Neo-Liberalism Rebooted: Resilience Versus Resistance

  • John G. Glenn
Part of the International Political Economy Series book series (IPES)


This chapter is divided into four parts. The first section takes issue with the post-modernist version of resilience thinking which is elaborated (although not necessarily endorsed) by David Chandler. Resilience discourse is said to provide a solution to the radical uncertainty and unknowability of our social and natural worlds—one that relies on local communities and local knowledges. Chandler argues that current resilience thinking interprets the contemporary period as marking a shift towards a post-risk society where we fully acknowledge our own self-entanglement within the world and government is through society rather than over society. However, two major issues arise concerning resilience thinking. First, there is no in-depth analysis of power arising from the stratification of society. Second, post-modern resilience discourse provides no method by which to differentiate between local knowledges (is all local knowledge to be supported regardless of its political content simply because it is local?).

The second section of the chapter argues that rather than representing some radical rupture with current practices heralding the dawn of a new era, the manner in which resilience has been practically interpreted has effectively led to its incorporation into a larger neo-liberal framework. By emphasizing our supposed inability to intervene effectively in a complex, economic system, resilience thinking represents an ideological behavioural prescription promoting political passivity. As such, it helps mask the failure of political elites to put forward radical policy prescriptions in the face of neo-liberal crises.

The chapter then follows Chandler in developing a Foucauldian analysis of resilience thinking, but one that goes beyond a description of resilience thinking as a ‘regime of truth’ and one that views it as supplementing rather than supplanting neo-liberal governmentalities. It is the one that emphasizes the importance of comparing knowledges through the archaeological and genealogical methods enabling us to go beyond the ‘theoretical and political singularity’ of post-modernism. Using such methods, it is argued that resilience thinking represents an expansion of neo-liberal governmentality, rather than the emergence of a new episteme. In addition, although often overlooked in the literature, Foucault recognized the importance of understanding social structures—by understanding the power relations associated with social differentiations, we can better grasp how some discourses become dominant whilst others are subjugated.

The final section of this chapter therefore situates the emergence of resilience discourse in the context of neoliberalism-in-crisis.
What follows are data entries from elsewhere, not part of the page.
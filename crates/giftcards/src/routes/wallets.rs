//! Wallet read route handlers.
//!
//! Read-only: the only writers to a wallet are the ledger primitives,
//! reached through redemption (credit) and the booking flow (debit).

use axum::{
    Json,
    extract::{Path, State},
};
use tracing::instrument;

use wildflower_core::IdentityId;

use crate::error::Result;
use crate::models::{Wallet, WalletTransaction};
use crate::services::WalletService;
use crate::state::AppState;

/// Fetch an identity's wallet and cached balance.
#[instrument(skip(state))]
pub async fn balance(
    State(state): State<AppState>,
    Path(identity): Path<String>,
) -> Result<Json<Wallet>> {
    let owner = IdentityId::new(identity);
    let wallet = WalletService::new(state.store()).wallet(&owner).await?;
    Ok(Json(wallet))
}

/// List an identity's ledger, oldest first.
#[instrument(skip(state))]
pub async fn transactions(
    State(state): State<AppState>,
    Path(identity): Path<String>,
) -> Result<Json<Vec<WalletTransaction>>> {
    let owner = IdentityId::new(identity);
    let history = WalletService::new(state.store()).history(&owner).await?;
    Ok(Json(history))
}
//! Rate limiting middleware using governor and `tower_governor`.
//!
//! Provides configurable rate limiters for different endpoint categories:
//! - `redemption_rate_limiter`: Strict limits for the public redemption
//!   endpoints (~10/min) - the only routes an anonymous link-holder hits
//! - `staff_rate_limiter`: Relaxed limits for staff/internal endpoints
//!   (~100/min)
//!
//! IP-level limiting is independent of the per-(token, email) attempt
//! throttle inside the redemption service; this layer bounds raw request
//! volume, that one bounds guessing on a single card.

use std::net::IpAddr;
use std::sync::Arc;

use axum::http::Request;
use governor::clock::QuantaInstant;
use governor::middleware::NoOpMiddleware;
use tower_governor::{GovernorError, GovernorLayer, governor::GovernorConfigBuilder};

// =============================================================================
// Custom IP Key Extractor
// =============================================================================

/// Custom key extractor that checks standard proxy headers before falling
/// back to nothing (the service always runs behind a proxy).
#[derive(Clone, Copy)]
pub struct ProxyIpKeyExtractor;

impl tower_governor::key_extractor::KeyExtractor for ProxyIpKeyExtractor {
    type Key = IpAddr;

    fn extract<T>(&self, req: &Request<T>) -> Result<Self::Key, GovernorError> {
        let headers = req.headers();

        // Try X-Forwarded-For (first IP in the chain)
        if let Some(ip) = headers
            .get("x-forwarded-for")
            .and_then(|v| v.to_str().ok())
            .and_then(|s| s.split(',').next())
            .and_then(|s| s.trim().parse::<IpAddr>().ok())
        {
            return Ok(ip);
        }

        // Try X-Real-IP
        if let Some(ip) = headers
            .get("x-real-ip")
            .and_then(|v| v.to_str().ok())
            .and_then(|s| s.trim().parse::<IpAddr>().ok())
        {
            return Ok(ip);
        }

        Err(GovernorError::UnableToExtractKey)
    }
}

// =============================================================================
// Rate Limiter Configuration
// =============================================================================

/// Rate limiter layer type for Axum.
pub type RateLimiterLayer =
    GovernorLayer<ProxyIpKeyExtractor, NoOpMiddleware<QuantaInstant>, axum::body::Body>;

/// Create rate limiter for public redemption endpoints: ~10 requests per
/// minute per IP.
///
/// Configuration: 1 request every 6 seconds (replenish), burst of 5.
/// This slows token enumeration attempts from a single address.
///
/// # Panics
///
/// This function will not panic. The configuration uses only valid
/// positive integers (`per_second(6)` and `burst_size(5)`), which are
/// always accepted by `GovernorConfigBuilder`.
#[must_use]
pub fn redemption_rate_limiter() -> RateLimiterLayer {
    let config = GovernorConfigBuilder::default()
        .key_extractor(ProxyIpKeyExtractor)
        .per_second(6) // Replenish 1 token every 6 seconds (~10/minute)
        .burst_size(5) // Allow burst of 5 requests
        .finish()
        .expect("rate limiter config with per_second(6) and burst_size(5) is valid");
    GovernorLayer::new(Arc::new(config))
}

/// Create rate limiter for staff endpoints: ~100 requests per minute per IP.
///
/// Configuration: 1 request per second (replenish), burst of 50.
///
/// # Panics
///
/// This function will not panic. The configuration uses only valid
/// positive integers (`per_second(1)` and `burst_size(50)`), which are
/// always accepted by `GovernorConfigBuilder`.
#[must_use]
pub fn staff_rate_limiter() -> RateLimiterLayer {
    let config = GovernorConfigBuilder::default()
        .key_extractor(ProxyIpKeyExtractor)
        .per_second(1) // Replenish quickly
        .burst_size(50) // Allow burst of 50 requests
        .finish()
        .expect("rate limiter config with per_second(1) and burst_size(50) is valid");
    GovernorLayer::new(Arc::new(config))
}
//! Staff-facing card route handlers: issuance, detail, in-store use,
//! and cancellation.

use axum::{
    Json,
    extract::{Path, State},
    http::StatusCode,
};
use chrono::{DateTime, Utc};
use serde::{Deserialize, Serialize};
use tracing::instrument;

use wildflower_core::{CardCode, CardStatus, Email, GiftCardId, Money, WalletId};

use crate::error::{AppError, Result};
use crate::models::{CardUsage, GiftCard, PurchaseDetails};
use crate::services::CardService;
use crate::state::AppState;

/// Response of `POST /cards`: the issued card and its one-time
/// redemption link. The only response in the system that carries the
/// plaintext token (inside the link); it is never readable again.
#[derive(Debug, Serialize)]
pub struct IssueResponse {
    /// New card id.
    pub id: GiftCardId,
    /// Human-readable code.
    pub code: CardCode,
    /// Face value in cents.
    pub face_amount: Money,
    /// Card expiry.
    pub expires_at: DateTime<Utc>,
    /// Redemption-link expiry (the token's own, shorter window).
    pub token_expires_at: DateTime<Utc>,
    /// One-time redemption link for the notification email.
    pub redemption_link: String,
}

/// Card detail for staff screens. Never includes token material.
#[derive(Debug, Serialize)]
pub struct CardDetailResponse {
    pub id: GiftCardId,
    pub code: CardCode,
    pub status: CardStatus,
    pub face_amount: Money,
    pub remaining_amount: Money,
    pub purchaser_name: Option<String>,
    pub purchaser_email: Email,
    pub recipient_name: Option<String>,
    pub recipient_email: Option<Email>,
    pub is_gift: bool,
    pub purchased_at: DateTime<Utc>,
    pub expires_at: DateTime<Utc>,
    pub redeemed_at: Option<DateTime<Utc>>,
    pub wallet_id: Option<WalletId>,
    pub cancel_reason: Option<String>,
    pub usage: Vec<CardUsage>,
}

impl CardDetailResponse {
    fn from_card(card: GiftCard, usage: Vec<CardUsage>) -> Self {
        Self {
            id: card.id,
            code: card.code,
            status: card.status,
            face_amount: card.face_amount,
            remaining_amount: card.remaining_amount,
            purchaser_name: card.purchaser_name,
            purchaser_email: card.purchaser_email,
            recipient_name: card.recipient_name,
            recipient_email: card.recipient_email,
            is_gift: card.is_gift,
            purchased_at: card.purchased_at,
            expires_at: card.expires_at,
            redeemed_at: card.redeemed_at,
            wallet_id: card.wallet_id,
            cancel_reason: card.cancel_reason,
            usage,
        }
    }
}

/// Body of `POST /cards/{id}/use`.
#[derive(Debug, Deserialize)]
pub struct UseRequest {
    /// Cents to consume.
    pub amount: Money,
    /// Service rendered.
    pub service_name: Option<String>,
    /// Staff notes.
    pub notes: Option<String>,
}

/// Response of `POST /cards/{id}/use`.
#[derive(Debug, Serialize)]
pub struct UseResponse {
    /// The appended usage record.
    pub usage: CardUsage,
    /// Card status after the use.
    pub status: CardStatus,
    /// Remaining value after the use.
    pub remaining_amount: Money,
}

/// Body of `POST /cards/{id}/cancel`.
#[derive(Debug, Default, Deserialize)]
pub struct CancelRequest {
    /// Why the card was voided.
    pub reason: Option<String>,
}

fn service(state: &AppState) -> CardService<'_> {
    CardService::new(state.store(), state.notifier(), state.config())
}

/// Issue a card from completed purchase details (called by the external
/// purchase-completion step once payment clears).
#[instrument(skip_all)]
pub async fn activate(
    State(state): State<AppState>,
    Json(details): Json<PurchaseDetails>,
) -> Result<(StatusCode, Json<IssueResponse>)> {
    let issued = service(&state).activate_gift_card(details).await?;
    let response = IssueResponse {
        id: issued.card.id,
        code: issued.card.code.clone(),
        face_amount: issued.card.face_amount,
        expires_at: issued.card.expires_at,
        token_expires_at: issued.card.token_expires_at,
        redemption_link: issued.redemption_link,
    };
    Ok((StatusCode::CREATED, Json(response)))
}

/// Fetch a card with its usage history.
#[instrument(skip(state))]
pub async fn detail(
    State(state): State<AppState>,
    Path(id): Path<GiftCardId>,
) -> Result<Json<CardDetailResponse>> {
    let service = service(&state);
    let card = service.get_card(id).await?;
    let usage = service.usage_history(id).await?;
    Ok(Json(CardDetailResponse::from_card(card, usage)))
}

/// Record in-store consumption of card value.
#[instrument(skip(state, request))]
pub async fn record_use(
    State(state): State<AppState>,
    Path(id): Path<GiftCardId>,
    Json(request): Json<UseRequest>,
) -> Result<Json<UseResponse>> {
    if !request.amount.is_positive() {
        return Err(AppError::BadRequest(
            "amount must be a positive number of cents".to_string(),
        ));
    }
    let (usage, card) = service(&state)
        .record_use(id, request.amount, request.service_name, request.notes)
        .await?;
    Ok(Json(UseResponse {
        usage,
        status: card.status,
        remaining_amount: card.remaining_amount,
    }))
}

/// Void a card.
#[instrument(skip(state, request))]
pub async fn cancel(
    State(state): State<AppState>,
    Path(id): Path<GiftCardId>,
    Json(request): Json<CancelRequest>,
) -> Result<StatusCode> {
    service(&state).cancel(id, request.reason).await?;
    Ok(StatusCode::NO_CONTENT)
}
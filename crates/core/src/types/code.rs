//! Human-readable gift-card codes.
//!
//! Codes are what staff read over the phone and holders type at the front
//! desk, so the alphabet excludes characters that are easily confused when
//! read aloud or handwritten (0/O, 1/I/L, U/V). The code is not a secret -
//! the redemption token is - but collisions must be negligible at expected
//! volume (~30^8 combinations).

use core::fmt;

use serde::{Deserialize, Serialize};

/// Characters permitted in a card code, chosen to avoid visual and
/// spoken ambiguity.
pub const CODE_ALPHABET: &[u8] = b"23456789ABCDEFGHJKMNPQRSTVWXYZ";

/// Length of each code group between dashes.
pub const GROUP_LEN: usize = 4;

/// Errors that can occur when parsing a [`CardCode`].
#[derive(thiserror::Error, Debug, Clone, PartialEq, Eq)]
pub enum CardCodeError {
    /// The code does not match the `XX-XXXX-XXXX` shape.
    #[error("card code must match the form XX-XXXX-XXXX")]
    Malformed,
    /// A character outside the restricted alphabet was found.
    #[error("card code contains disallowed character '{0}'")]
    DisallowedChar(char),
}

/// A human-readable gift-card code: a two-letter prefix and two
/// four-character groups from the restricted alphabet, e.g. `WF-AB3D-9KQX`.
#[derive(Debug, Clone, PartialEq, Eq, Hash, Serialize, Deserialize)]
#[serde(transparent)]
pub struct CardCode(String);

impl CardCode {
    /// Parse a `CardCode`, normalizing to uppercase.
    ///
    /// # Errors
    ///
    /// Returns [`CardCodeError::Malformed`] if the shape is wrong, or
    /// [`CardCodeError::DisallowedChar`] if a group contains a character
    /// outside the restricted alphabet. The prefix may be any two ASCII
    /// letters (it identifies the issuing brand, not a random group).
    pub fn parse(s: &str) -> Result<Self, CardCodeError> {
        let upper = s.trim().to_ascii_uppercase();
        let mut parts = upper.split('-');

        let prefix = parts.next().ok_or(CardCodeError::Malformed)?;
        if prefix.len() != 2 || !prefix.bytes().all(|b| b.is_ascii_uppercase()) {
            return Err(CardCodeError::Malformed);
        }

        let mut groups = 0;
        for group in parts {
            if group.len() != GROUP_LEN {
                return Err(CardCodeError::Malformed);
            }
            for b in group.bytes() {
                if !CODE_ALPHABET.contains(&b) {
                    return Err(CardCodeError::DisallowedChar(char::from(b)));
                }
            }
            groups += 1;
        }
        if groups != 2 {
            return Err(CardCodeError::Malformed);
        }

        Ok(Self(upper))
    }

    /// Construct a code from pre-validated parts. Used by the generator,
    /// which only draws from [`CODE_ALPHABET`].
    #[must_use]
    pub fn from_parts(prefix: &str, first: &str, second: &str) -> Self {
        Self(format!("{prefix}-{first}-{second}"))
    }

    /// Returns the code as a string slice.
    #[must_use]
    pub fn as_str(&self) -> &str {
        &self.0
    }
}

impl fmt::Display for CardCode {
    fn fmt(&self, f: &mut fmt::Formatter<'_>) -> fmt::Result {
        write!(f, "{}", self.0)
    }
}

impl std::str::FromStr for CardCode {
    type Err = CardCodeError;

    fn from_str(s: &str) -> Result<Self, Self::Err> {
        Self::parse(s)
    }
}

// SQLx support (with postgres feature)
#[cfg(feature = "postgres")]
impl sqlx::Type<sqlx::Postgres> for CardCode {
    fn type_info() -> sqlx::postgres::PgTypeInfo {
        <String as sqlx::Type<sqlx::Postgres>>::type_info()
    }

    fn compatible(ty: &sqlx::postgres::PgTypeInfo) -> bool {
        <String as sqlx::Type<sqlx::Postgres>>::compatible(ty)
    }
}

#[cfg(feature = "postgres")]
impl<'r> sqlx::Decode<'r, sqlx::Postgres> for CardCode {
    fn decode(value: sqlx::postgres::PgValueRef<'r>) -> Result<Self, sqlx::error::BoxDynError> {
        let s = <String as sqlx::Decode<sqlx::Postgres>>::decode(value)?;
        // Database values are assumed valid
        Ok(Self(s))
    }
}

#[cfg(feature = "postgres")]
impl sqlx::Encode<'_, sqlx::Postgres> for CardCode {
    fn encode_by_ref(
        &self,
        buf: &mut sqlx::postgres::PgArgumentBuffer,
    ) -> Result<sqlx::encode::IsNull, sqlx::error::BoxDynError> {
        <String as sqlx::Encode<sqlx::Postgres>>::encode_by_ref(&self.0, buf)
    }
}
This crisis has multiple dimensions, but since 2007/2008 two are key: first, there is, for capital, a ‘realisation problem’, that is, a problem of generating profitable investment opportunities; and, second, a governance crisis over the legitimacy of neoliberalism per se. Resilience thinking has emerged in tandem with a further reduction in state welfare commitments, a further rolling back of employment rights and an intensification of privatisation of national assets. Rather than challenging neo-liberalism, resilience thinking is therefore best understood as a further elaboration of this discourse.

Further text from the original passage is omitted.